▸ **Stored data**

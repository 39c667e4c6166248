use log::info;
use vend_serial::{
    ports::{available_ports, PortKind},
    serial::SerialError,
};

fn main() -> Result<(), SerialError> {
    simplelog::TermLogger::init(
        log::LevelFilter::Info,
        simplelog::Config::default(),
        simplelog::TerminalMode::Mixed,
        simplelog::ColorChoice::Always,
    )
    .unwrap();

    let ports = available_ports()?;
    if ports.is_empty() {
        info!("No serial ports found");
    }

    for port in ports {
        match port.kind {
            PortKind::Usb { vid, pid, product } => info!(
                "{} (USB {:04x}:{:04x} {})",
                port.name,
                vid,
                pid,
                product.unwrap_or_default()
            ),
            kind => info!("{} ({:?})", port.name, kind),
        }
    }

    Ok(())
}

▸ **Your goal**
Please show each line in the records above that contains "product".

▸ **Output**
            PortKind::Usb { vid, pid, product } => info!(
                product.unwrap_or_default()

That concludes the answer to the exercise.